Serializability

Sections:
1. ACID properties
2. Schedules
3. Conflict serializability
3.1. Definition
3.2. Testing for conflict-serializability

1. ACID properties

We think of the database as executing transactions: Sequences of operations that are packaged together, that must be executed as a whole. We want the DBMS to provide four properties, called the ACID properties:

A. Atomicity: Either all operations of the transaction complete, or none of them do. We're particularly want to avoid a transaction transaction that changes some of the entries that it wants but the DBMS fails before changing all of the entries.
C. Consistency: The information in the database must be kept in a consistent state. This is largely the responsibility of the database administrator writing the queries, but the DBMS is also sometimes responsible: For example, if we have one table B that includes keys from another table A (such as bank account transactions that have account IDs referencing rows in a table of bank accounts), then the DBMS shouldn't allow deleting a row from A without deleting those rows from B referring to the account being deleted.
I. Isolation: The transactions shouldn't have some complex interplay between each other: Conceptually, transactions should have the same effect as if they were done one a a time (though in fact the DBMS will need to do them concurrently).
D. Durability: If the DBMS reports that it successfully completed a transaction, then all effects of that transaction should be permanent — even if the DBMS crashes (maybe due to a power outage) immediately after the transaction completes.

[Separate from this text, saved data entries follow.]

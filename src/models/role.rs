use serde::Serialize;
use std::collections::BTreeSet;

use super::user::{User, UserRole};

#[derive(Clone, Copy, Serialize, Debug, PartialEq, Eq, PartialOrd, Ord, Hash)]
#[serde(rename_all = "snake_case")]
pub enum Capability {
    ViewOwnProgress,
    CompleteTraining,
    SubmitWorksheet,
    CompleteBoldAction,
    ViewContent,
    ViewLeaderboard,
    ViewTeamDashboard,
    ManageStandups,
    InviteTeamMembers,
    ViewCompanyDashboard,
    ManageTrainings,
    ManageCompany,
    InviteAnyRole,
}

/// Everything a role may do. Each role includes the capabilities of the roles below it.
pub fn capabilities(role: UserRole) -> BTreeSet<Capability> {
    use Capability::*;

    let mut set: BTreeSet<Capability> = [
        ViewOwnProgress,
        CompleteTraining,
        SubmitWorksheet,
        CompleteBoldAction,
        ViewContent,
        ViewLeaderboard,
    ]
    .into_iter()
    .collect();

    if matches!(role, UserRole::Supervisor | UserRole::Executive) {
        set.extend([ViewTeamDashboard, ManageStandups, InviteTeamMembers]);
    }
    if role == UserRole::Executive {
        set.extend([ViewCompanyDashboard, ManageTrainings, ManageCompany, InviteAnyRole]);
    }
    set
}

pub fn can(user: &User, capability: Capability) -> bool {
    capabilities(user.role).contains(&capability)
}

/// Whether `viewer` may see `member`'s records: themselves, their supervisor,
/// or an executive of the same company.
pub fn can_view_member(viewer: &User, member: &User) -> bool {
    if viewer._id.is_some() && viewer._id == member._id {
        return true;
    }
    match viewer.role {
        UserRole::Executive => {
            viewer.company_id.is_some() && viewer.company_id == member.company_id
        }
        UserRole::Supervisor => viewer._id.is_some() && member.supervisor_id == viewer._id,
        UserRole::TeamMember => false,
    }
}

/// Whether `viewer` may see the dashboard of `supervisor`'s team.
pub fn can_view_team(viewer: &User, supervisor: &User) -> bool {
    match viewer.role {
        UserRole::Executive => {
            viewer.company_id.is_some() && viewer.company_id == supervisor.company_id
        }
        UserRole::Supervisor => viewer._id.is_some() && viewer._id == supervisor._id,
        UserRole::TeamMember => false,
    }
}

pub fn belongs_to(user: &User, company_id: &mongodb::bson::oid::ObjectId) -> bool {
    user.company_id.as_ref() == Some(company_id)
}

For the moment, we'll concentrate on isolation.

2. Schedules

Consider the following two transactions for a bank: The first is meant to deduct $100 from an account, while the second adds 0.5% interest to every account in the bank.

Transaction 1 Transaction 2
UPDATE accounts SET balance = balance - 100 WHERE acct_id = 31414 UPDATE accounts SET balance = balance * 1.005

Transaction 1		Transaction 2
`UPDATE accounts SET balance = balance - 100 WHERE acct_id = 31414`		`UPDATE accounts SET balance = balance * 1.005`

We'll want to talk about these transactions in the abstract. We'll summarize their interactions with the DBMS in the following form:

Transaction 1: r₁(A), w₁(A)
Transaction 2: r₂(A), w₂(A), r₂(B), w₂(B)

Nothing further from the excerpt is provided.